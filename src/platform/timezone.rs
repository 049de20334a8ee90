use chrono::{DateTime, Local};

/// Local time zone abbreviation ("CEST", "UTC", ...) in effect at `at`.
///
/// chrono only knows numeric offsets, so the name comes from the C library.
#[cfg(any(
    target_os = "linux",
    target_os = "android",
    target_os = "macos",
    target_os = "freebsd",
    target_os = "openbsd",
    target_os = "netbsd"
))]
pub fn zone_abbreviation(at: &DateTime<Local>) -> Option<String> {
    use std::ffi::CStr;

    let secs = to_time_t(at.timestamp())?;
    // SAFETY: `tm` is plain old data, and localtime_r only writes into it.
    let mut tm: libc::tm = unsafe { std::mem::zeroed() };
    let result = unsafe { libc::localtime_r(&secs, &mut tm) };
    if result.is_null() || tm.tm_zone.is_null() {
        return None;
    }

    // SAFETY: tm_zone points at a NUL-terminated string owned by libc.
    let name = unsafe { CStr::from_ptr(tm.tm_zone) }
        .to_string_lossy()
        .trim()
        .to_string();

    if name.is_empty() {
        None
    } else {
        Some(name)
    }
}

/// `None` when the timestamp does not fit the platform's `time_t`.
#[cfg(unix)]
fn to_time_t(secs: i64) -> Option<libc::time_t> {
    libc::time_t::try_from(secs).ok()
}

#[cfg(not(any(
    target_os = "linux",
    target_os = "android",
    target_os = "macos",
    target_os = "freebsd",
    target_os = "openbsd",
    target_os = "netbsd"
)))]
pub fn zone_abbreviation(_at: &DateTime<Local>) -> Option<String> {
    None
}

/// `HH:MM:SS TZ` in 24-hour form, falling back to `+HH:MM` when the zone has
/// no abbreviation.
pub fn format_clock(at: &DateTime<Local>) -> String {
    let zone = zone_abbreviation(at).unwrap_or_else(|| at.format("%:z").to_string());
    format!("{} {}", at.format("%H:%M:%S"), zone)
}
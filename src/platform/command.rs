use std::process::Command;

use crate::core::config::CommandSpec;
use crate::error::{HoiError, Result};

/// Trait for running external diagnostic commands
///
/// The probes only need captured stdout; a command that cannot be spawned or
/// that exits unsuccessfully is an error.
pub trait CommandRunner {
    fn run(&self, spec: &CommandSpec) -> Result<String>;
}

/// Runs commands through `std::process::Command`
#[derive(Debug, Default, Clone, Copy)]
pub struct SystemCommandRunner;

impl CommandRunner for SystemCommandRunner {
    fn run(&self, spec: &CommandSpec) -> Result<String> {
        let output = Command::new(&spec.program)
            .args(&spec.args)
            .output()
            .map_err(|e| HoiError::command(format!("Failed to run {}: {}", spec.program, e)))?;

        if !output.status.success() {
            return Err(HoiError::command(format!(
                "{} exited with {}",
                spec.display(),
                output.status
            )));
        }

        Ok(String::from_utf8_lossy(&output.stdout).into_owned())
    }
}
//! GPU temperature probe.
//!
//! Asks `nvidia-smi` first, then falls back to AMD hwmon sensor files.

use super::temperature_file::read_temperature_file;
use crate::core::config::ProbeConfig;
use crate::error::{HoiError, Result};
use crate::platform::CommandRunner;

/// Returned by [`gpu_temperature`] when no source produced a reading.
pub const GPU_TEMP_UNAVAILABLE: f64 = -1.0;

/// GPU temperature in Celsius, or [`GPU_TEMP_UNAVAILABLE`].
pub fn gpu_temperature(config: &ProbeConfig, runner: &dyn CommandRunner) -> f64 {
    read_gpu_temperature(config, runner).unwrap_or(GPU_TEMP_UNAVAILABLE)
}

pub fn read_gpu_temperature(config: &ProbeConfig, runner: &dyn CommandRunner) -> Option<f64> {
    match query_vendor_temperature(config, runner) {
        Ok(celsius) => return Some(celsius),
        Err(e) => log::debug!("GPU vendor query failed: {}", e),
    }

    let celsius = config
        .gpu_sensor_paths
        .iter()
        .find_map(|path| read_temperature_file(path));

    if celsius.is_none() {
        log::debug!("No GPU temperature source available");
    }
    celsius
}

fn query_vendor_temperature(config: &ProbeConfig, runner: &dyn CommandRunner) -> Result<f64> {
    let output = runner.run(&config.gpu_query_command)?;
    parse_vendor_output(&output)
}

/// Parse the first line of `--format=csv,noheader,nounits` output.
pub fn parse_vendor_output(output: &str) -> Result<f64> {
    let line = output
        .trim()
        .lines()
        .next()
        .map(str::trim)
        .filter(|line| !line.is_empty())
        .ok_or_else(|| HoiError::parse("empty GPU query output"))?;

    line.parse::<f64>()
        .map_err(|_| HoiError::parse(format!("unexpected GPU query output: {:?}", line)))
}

★ ★ ★ ★ ★ ★ ★

**ACTION ITEM**
Working through the records, copy each line in which the word "Some" appears.

**EXERCISE RESPONSE**
        Some(name)
        Ok(celsius) => return Some(celsius),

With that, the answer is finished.